** Opening RECORD SET block **

//! Turning a bare buildd image into a usable build environment.
//!
//! The sequence configures networking, waits for systemd and DNS, installs
//! the package set snapd needs and waits for snapd to seed. Every step runs
//! through an [`Executor`] with `check` set, except the two readiness polls
//! whose exhaustion is governed by [`ReadinessFailure`].

use crate::error::{CoreError, Result};
use crate::executor::{ExecOptions, Executor};
use crate::image::{BuilddImage, ImageRef};
use crate::retry::{wait_until, Readiness, RetryPolicy};
use std::path::Path;
use std::time::{Duration, Instant};

/// Hostname written to `/etc/hostname` by default.
pub const DEFAULT_HOSTNAME: &str = "kiln-builder";

const NETWORK_UNIT_PATH: &str = "/etc/systemd/network/10-eth0.network";

const NETWORK_UNIT: &str = "\
[Match]
Name=eth0

[Network]
DHCP=ipv4
LinkLocalAddressing=ipv6

[DHCP]
RouteMetric=100
UseMTU=true
";

/// What to do when a readiness poll runs out of attempts.
#[derive(Debug, Clone, Copy, PartialEq, Eq, Default)]
pub enum ReadinessFailure {
    /// Log a warning and carry on with the next step.
    #[default]
    Warn,
    /// Fail with [`CoreError::ReadinessTimeout`].
    Abort,
}

/// Bootstrap tunables.
#[derive(Debug, Clone, PartialEq, Eq)]
pub struct BootstrapConfig {
    /// Hostname written into the image.
    pub hostname: String,
    /// Poll for `systemctl is-system-running`.
    pub systemd_poll: RetryPolicy,
    /// Poll for name resolution.
    pub network_poll: RetryPolicy,
    /// Policy for exhausted polls.
    pub on_timeout: ReadinessFailure,
    /// Sleep standing in for `snap wait` on images older than 18.04.
    pub legacy_seed_grace: Duration,
}

impl Default for BootstrapConfig {
    fn default() -> Self {
        Self {
            hostname: DEFAULT_HOSTNAME.to_string(),
            systemd_poll: RetryPolicy::default(),
            network_poll: RetryPolicy::default(),
            on_timeout: ReadinessFailure::default(),
            legacy_seed_grace: Duration::from_secs(5),
        }
    }
}

/// Applies the buildd bootstrap sequence to an environment.
#[derive(Debug, Clone)]
pub struct Bootstrapper {
    image: ImageRef,
    config: BootstrapConfig,
}

impl Bootstrapper {
    /// Bootstrapper for a buildd image.
    pub fn new(image: BuilddImage, config: BootstrapConfig) -> Self {
        Self {
            image: image.image_ref(),
            config,
        }
    }

    /// Bootstrapper for an arbitrary image reference.
    pub fn for_image_ref(image: ImageRef, config: BootstrapConfig) -> Self {
        Self { image, config }
    }

    /// Image being bootstrapped.
    pub fn image(&self) -> &ImageRef {
        &self.image
    }

    /// Run the full sequence against `executor`.
    pub async fn run<E: Executor + ?Sized>(&self, executor: &E) -> Result<()> {
        let start = Instant::now();
        tracing::info!(env = %executor.describe(), version = %self.image.version, "Bootstrapping image");

        executor
            .create_file(Path::new(NETWORK_UNIT_PATH), NETWORK_UNIT.as_bytes(), 0o644, 0, 0)
            .await?;
        executor
            .create_file(
                Path::new("/etc/hostname"),
                self.config.hostname.as_bytes(),
                0o644,
                0,
                0,
            )
            .await?;

        self.wait_for_systemd(executor).await?;

        run(executor, &["systemctl", "enable", "systemd-networkd"]).await?;
        run(executor, &["systemctl", "restart", "systemd-networkd"]).await?;
        run(
            executor,
            &["ln", "-sf", "/run/systemd/resolve/resolv.conf", "/etc/resolv.conf"],
        )
        .await?;
        run(executor, &["systemctl", "enable", "systemd-resolved"]).await?;
        run(executor, &["systemctl", "restart", "systemd-resolved"]).await?;
        run(executor, &["systemctl", "restart", "systemd-networkd"]).await?;

        self.wait_for_network(executor).await?;

        run(executor, &["apt-get", "update"]).await?;
        // dirmngr for apt keyrings, fuse and udev for snapd
        run(executor, &["apt-get", "install", "dirmngr", "fuse", "udev", "--yes"]).await?;
        run(executor, &["systemctl", "enable", "systemd-udevd"]).await?;
        run(executor, &["systemctl", "start", "systemd-udevd"]).await?;
        run(executor, &["apt-get", "install", "snapd", "sudo", "--yes"]).await?;
        run(executor, &["systemctl", "start", "snapd"]).await?;

        if self.waits_for_seed() {
            run(executor, &["snap", "wait", "system", "seed.loaded"]).await?;
        } else {
            tracing::debug!(grace = ?self.config.legacy_seed_grace, "Sleeping for snapd seed");
            tokio::time::sleep(self.config.legacy_seed_grace).await;
        }

        tracing::info!(
            env = %executor.describe(),
            elapsed_ms = start.elapsed().as_millis() as u64,
            "Bootstrap complete"
        );
        Ok(())
    }

    /// `snap wait` only exists on 18.04 and later.
    fn waits_for_seed(&self) -> bool {
        self.image
            .numeric_version()
            .map(|v| v >= (18, 4))
            .unwrap_or(true)
    }

    async fn wait_for_systemd<E: Executor + ?Sized>(&self, executor: &E) -> Result<()> {
        let command = &argv(&["systemctl", "is-system-running"]);
        let outcome = wait_until(&self.config.systemd_poll, || async move {
            let output = executor.execute_run(command, &ExecOptions::default()).await?;
            let state = output.stdout_lossy().trim().to_string();
            tracing::debug!(state = %state, "systemctl is-system-running");
            // degraded: operational with failed units
            Ok(state == "running" || state == "degraded")
        })
        .await?;
        self.readiness("systemd", &self.config.systemd_poll, outcome)
    }

    async fn wait_for_network<E: Executor + ?Sized>(&self, executor: &E) -> Result<()> {
        tracing::info!("Waiting for network to be ready");
        let command = &argv(&["getent", "hosts", "snapcraft.io"]);
        let outcome = wait_until(&self.config.network_poll, || async move {
            let output = executor.execute_run(command, &ExecOptions::default()).await?;
            Ok(output.success())
        })
        .await?;
        self.readiness("network", &self.config.network_poll, outcome)
    }

    fn readiness(&self, check: &str, policy: &RetryPolicy, outcome: Readiness) -> Result<()> {
        match (outcome, self.config.on_timeout) {
            (Readiness::Ready { attempts }, _) => {
                tracing::debug!(check, attempts, "Ready");
                Ok(())
            }
            (Readiness::TimedOut { attempts }, ReadinessFailure::Warn) => {
                tracing::warn!(check, attempts, "Readiness check timed out, continuing");
                Ok(())
            }
            (Readiness::TimedOut { .. }, ReadinessFailure::Abort) => {
                Err(CoreError::ReadinessTimeout {
                    check: check.to_string(),
                    waited: policy.max_wait,
                })
            }
        }
    }
}

fn argv(items: &[&str]) -> Vec<String> {
    items.iter().map(|s| s.to_string()).collect()
}

async fn run<E: Executor + ?Sized>(executor: &E, command: &[&str]) -> Result<()> {
    executor
        .execute_run(&argv(command), &ExecOptions::checked())
        .await?;
    Ok(())
}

** Closing RECORD SET block **

* DIRECTIONS *
Would you please return all lines from the listing above that contain "with"?

* SOLVED EXERCISE *
//! through an [`Executor`] with `check` set, except the two readiness polls
    /// Log a warning and carry on with the next step.
    /// Fail with [`CoreError::ReadinessTimeout`].
            // degraded: operational with failed units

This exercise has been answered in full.